====== Provided entries

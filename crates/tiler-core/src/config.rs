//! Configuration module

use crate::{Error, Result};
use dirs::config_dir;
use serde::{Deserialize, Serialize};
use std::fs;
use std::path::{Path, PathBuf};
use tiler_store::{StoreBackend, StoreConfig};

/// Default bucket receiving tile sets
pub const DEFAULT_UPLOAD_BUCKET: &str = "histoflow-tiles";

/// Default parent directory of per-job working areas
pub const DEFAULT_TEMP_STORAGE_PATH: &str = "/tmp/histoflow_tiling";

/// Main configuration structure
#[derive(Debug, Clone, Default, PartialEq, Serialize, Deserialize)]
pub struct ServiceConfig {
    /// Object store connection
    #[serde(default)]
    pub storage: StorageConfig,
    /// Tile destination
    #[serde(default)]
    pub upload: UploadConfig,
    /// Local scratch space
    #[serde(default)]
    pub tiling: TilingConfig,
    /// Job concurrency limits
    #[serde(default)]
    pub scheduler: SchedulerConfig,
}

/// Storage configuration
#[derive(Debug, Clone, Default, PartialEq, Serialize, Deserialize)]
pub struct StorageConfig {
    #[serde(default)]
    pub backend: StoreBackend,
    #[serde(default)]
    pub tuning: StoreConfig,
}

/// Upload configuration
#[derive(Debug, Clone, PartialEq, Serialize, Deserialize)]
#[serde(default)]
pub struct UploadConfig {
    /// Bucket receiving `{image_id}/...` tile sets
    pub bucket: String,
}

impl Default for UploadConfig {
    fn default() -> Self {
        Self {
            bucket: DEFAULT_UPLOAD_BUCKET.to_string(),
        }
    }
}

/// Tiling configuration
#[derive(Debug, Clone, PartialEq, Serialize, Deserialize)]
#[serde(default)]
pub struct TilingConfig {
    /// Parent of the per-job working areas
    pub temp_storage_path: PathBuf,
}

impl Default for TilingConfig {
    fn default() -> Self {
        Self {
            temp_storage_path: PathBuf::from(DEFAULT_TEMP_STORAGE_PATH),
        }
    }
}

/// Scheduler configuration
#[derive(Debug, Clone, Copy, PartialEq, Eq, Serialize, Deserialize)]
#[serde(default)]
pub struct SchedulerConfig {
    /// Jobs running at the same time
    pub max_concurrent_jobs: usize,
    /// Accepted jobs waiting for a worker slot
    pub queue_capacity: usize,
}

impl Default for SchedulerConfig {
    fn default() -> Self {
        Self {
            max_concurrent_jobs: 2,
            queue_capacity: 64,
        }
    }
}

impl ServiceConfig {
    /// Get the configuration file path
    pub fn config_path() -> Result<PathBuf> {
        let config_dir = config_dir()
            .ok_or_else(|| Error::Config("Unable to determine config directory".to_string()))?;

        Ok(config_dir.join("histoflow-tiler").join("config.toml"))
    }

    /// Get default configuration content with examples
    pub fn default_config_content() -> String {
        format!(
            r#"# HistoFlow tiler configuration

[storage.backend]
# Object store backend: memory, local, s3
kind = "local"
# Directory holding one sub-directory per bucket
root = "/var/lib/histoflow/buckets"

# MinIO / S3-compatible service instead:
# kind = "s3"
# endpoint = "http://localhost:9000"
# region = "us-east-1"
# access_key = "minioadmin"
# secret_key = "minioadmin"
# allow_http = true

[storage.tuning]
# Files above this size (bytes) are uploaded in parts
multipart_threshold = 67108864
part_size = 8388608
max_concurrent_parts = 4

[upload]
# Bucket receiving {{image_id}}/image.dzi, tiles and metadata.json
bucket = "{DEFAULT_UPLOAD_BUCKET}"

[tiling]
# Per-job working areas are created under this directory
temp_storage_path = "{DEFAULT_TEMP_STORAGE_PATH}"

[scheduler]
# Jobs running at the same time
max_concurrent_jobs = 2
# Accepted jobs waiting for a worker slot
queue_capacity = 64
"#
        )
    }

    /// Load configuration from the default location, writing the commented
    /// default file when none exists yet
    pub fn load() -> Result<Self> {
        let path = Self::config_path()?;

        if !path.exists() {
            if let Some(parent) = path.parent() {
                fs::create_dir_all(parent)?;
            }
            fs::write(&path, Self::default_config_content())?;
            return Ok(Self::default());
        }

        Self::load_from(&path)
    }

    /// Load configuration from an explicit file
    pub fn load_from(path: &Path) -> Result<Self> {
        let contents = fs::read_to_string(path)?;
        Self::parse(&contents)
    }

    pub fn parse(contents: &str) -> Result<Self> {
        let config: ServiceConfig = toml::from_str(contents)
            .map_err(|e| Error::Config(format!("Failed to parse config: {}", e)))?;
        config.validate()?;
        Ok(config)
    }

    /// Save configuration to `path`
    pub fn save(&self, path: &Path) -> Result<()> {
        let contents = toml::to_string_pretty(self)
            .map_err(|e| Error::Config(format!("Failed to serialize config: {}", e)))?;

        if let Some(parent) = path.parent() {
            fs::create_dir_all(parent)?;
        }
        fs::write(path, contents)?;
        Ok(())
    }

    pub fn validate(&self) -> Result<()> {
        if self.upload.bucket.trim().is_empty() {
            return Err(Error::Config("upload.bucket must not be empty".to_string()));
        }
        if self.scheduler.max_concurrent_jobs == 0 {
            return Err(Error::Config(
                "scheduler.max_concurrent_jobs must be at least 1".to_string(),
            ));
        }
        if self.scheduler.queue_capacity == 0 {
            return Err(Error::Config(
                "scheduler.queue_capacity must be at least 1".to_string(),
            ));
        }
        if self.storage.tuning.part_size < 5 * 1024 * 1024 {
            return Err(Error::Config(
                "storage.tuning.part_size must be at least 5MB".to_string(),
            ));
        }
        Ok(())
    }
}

============

Each record, exactly as written, is to be printed again.

filename crates/tiler-core/src/config.rs
//! Configuration module

use crate::{Error, Result};
use dirs::config_dir;
use serde::{Deserialize, Serialize};
use std::fs;
use std::path::{Path, PathBuf};
use tiler_store::{StoreBackend, StoreConfig};

/// Default bucket receiving tile sets
pub const DEFAULT_UPLOAD_BUCKET: &str = "histoflow-tiles";

/// Default parent directory of per-job working areas
pub const DEFAULT_TEMP_STORAGE_PATH: &str = "/tmp/histoflow_tiling";

/// Main configuration structure
#[derive(Debug, Clone, Default, PartialEq, Serialize, Deserialize)]
pub struct ServiceConfig {
    /// Object store connection
    #[serde(default)]
    pub storage: StorageConfig,
    /// Tile destination
    #[serde(default)]
    pub upload: UploadConfig,
    /// Local scratch space
    #[serde(default)]
    pub tiling: TilingConfig,
    /// Job concurrency limits
    #[serde(default)]
    pub scheduler: SchedulerConfig,
}

/// Storage configuration
#[derive(Debug, Clone, Default, PartialEq, Serialize, Deserialize)]
pub struct StorageConfig {
    #[serde(default)]
    pub backend: StoreBackend,
    #[serde(default)]
    pub tuning: StoreConfig,
}

/// Upload configuration
#[derive(Debug, Clone, PartialEq, Serialize, Deserialize)]
#[serde(default)]
pub struct UploadConfig {
    /// Bucket receiving `{image_id}/...` tile sets
    pub bucket: String,
}

impl Default for UploadConfig {
    fn default() -> Self {
        Self {
            bucket: DEFAULT_UPLOAD_BUCKET.to_string(),
        }
    }
}

/// Tiling configuration
#[derive(Debug, Clone, PartialEq, Serialize, Deserialize)]
#[serde(default)]
pub struct TilingConfig {
    /// Parent of the per-job working areas
    pub temp_storage_path: PathBuf,
}

impl Default for TilingConfig {
    fn default() -> Self {
        Self {
            temp_storage_path: PathBuf::from(DEFAULT_TEMP_STORAGE_PATH),
        }
    }
}

/// Scheduler configuration
#[derive(Debug, Clone, Copy, PartialEq, Eq, Serialize, Deserialize)]
#[serde(default)]
pub struct SchedulerConfig {
    /// Jobs running at the same time
    pub max_concurrent_jobs: usize,
    /// Accepted jobs waiting for a worker slot
    pub queue_capacity: usize,
}

impl Default for SchedulerConfig {
    fn default() -> Self {
        Self {
            max_concurrent_jobs: 2,
            queue_capacity: 64,
        }
    }
}

impl ServiceConfig {
    /// Get the configuration file path
    pub fn config_path() -> Result<PathBuf> {
        let config_dir = config_dir()
            .ok_or_else(|| Error::Config("Unable to determine config directory".to_string()))?;

        Ok(config_dir.join("histoflow-tiler").join("config.toml"))
    }

    /// Get default configuration content with examples
    pub fn default_config_content() -> String {
        format!(
            r#"# HistoFlow tiler configuration

[storage.backend]
# Object store backend: memory, local, s3
kind = "local"
# Directory holding one sub-directory per bucket
root = "/var/lib/histoflow/buckets"

# MinIO / S3-compatible service instead:
# kind = "s3"
# endpoint = "http://localhost:9000"
# region = "us-east-1"
# access_key = "minioadmin"
# secret_key = "minioadmin"
# allow_http = true

[storage.tuning]
# Files above this size (bytes) are uploaded in parts
multipart_threshold = 67108864
part_size = 8388608
max_concurrent_parts = 4

[upload]
# Bucket receiving {{image_id}}/image.dzi, tiles and metadata.json
bucket = "{DEFAULT_UPLOAD_BUCKET}"

[tiling]
# Per-job working areas are created under this directory
temp_storage_path = "{DEFAULT_TEMP_STORAGE_PATH}"

[scheduler]
# Jobs running at the same time
max_concurrent_jobs = 2
# Accepted jobs waiting for a worker slot
queue_capacity = 64
"#
        )
    }

    /// Load configuration from the default location, writing the commented
    /// default file when none exists yet
    pub fn load() -> Result<Self> {
        let path = Self::config_path()?;

        if !path.exists() {
            if let Some(parent) = path.parent() {
                fs::create_dir_all(parent)?;
            }
            fs::write(&path, Self::default_config_content())?;
            return Ok(Self::default());
        }

        Self::load_from(&path)
    }

    /// Load configuration from an explicit file
    pub fn load_from(path: &Path) -> Result<Self> {
        let contents = fs::read_to_string(path)?;
        Self::parse(&contents)
    }

    pub fn parse(contents: &str) -> Result<Self> {
        let config: ServiceConfig = toml::from_str(contents)
            .map_err(|e| Error::Config(format!("Failed to parse config: {}", e)))?;
        config.validate()?;
        Ok(config)
    }

    /// Save configuration to `path`
    pub fn save(&self, path: &Path) -> Result<()> {
        let contents = toml::to_string_pretty(self)
            .map_err(|e| Error::Config(format!("Failed to serialize config: {}", e)))?;

        if let Some(parent) = path.parent() {
            fs::create_dir_all(parent)?;
        }
        fs::write(path, contents)?;
        Ok(())
    }

    pub fn validate(&self) -> Result<()> {
        if self.upload.bucket.trim().is_empty() {
            return Err(Error::Config("upload.bucket must not be empty".to_string()));
        }
        if self.scheduler.max_concurrent_jobs == 0 {
            return Err(Error::Config(
                "scheduler.max_concurrent_jobs must be at least 1".to_string(),
            ));
        }
        if self.scheduler.queue_capacity == 0 {
            return Err(Error::Config(
                "scheduler.queue_capacity must be at least 1".to_string(),
            ));
        }
        if self.storage.tuning.part_size < 5 * 1024 * 1024 {
            return Err(Error::Config(
                "storage.tuning.part_size must be at least 5MB".to_string(),
            ));
        }
        Ok(())
    }
}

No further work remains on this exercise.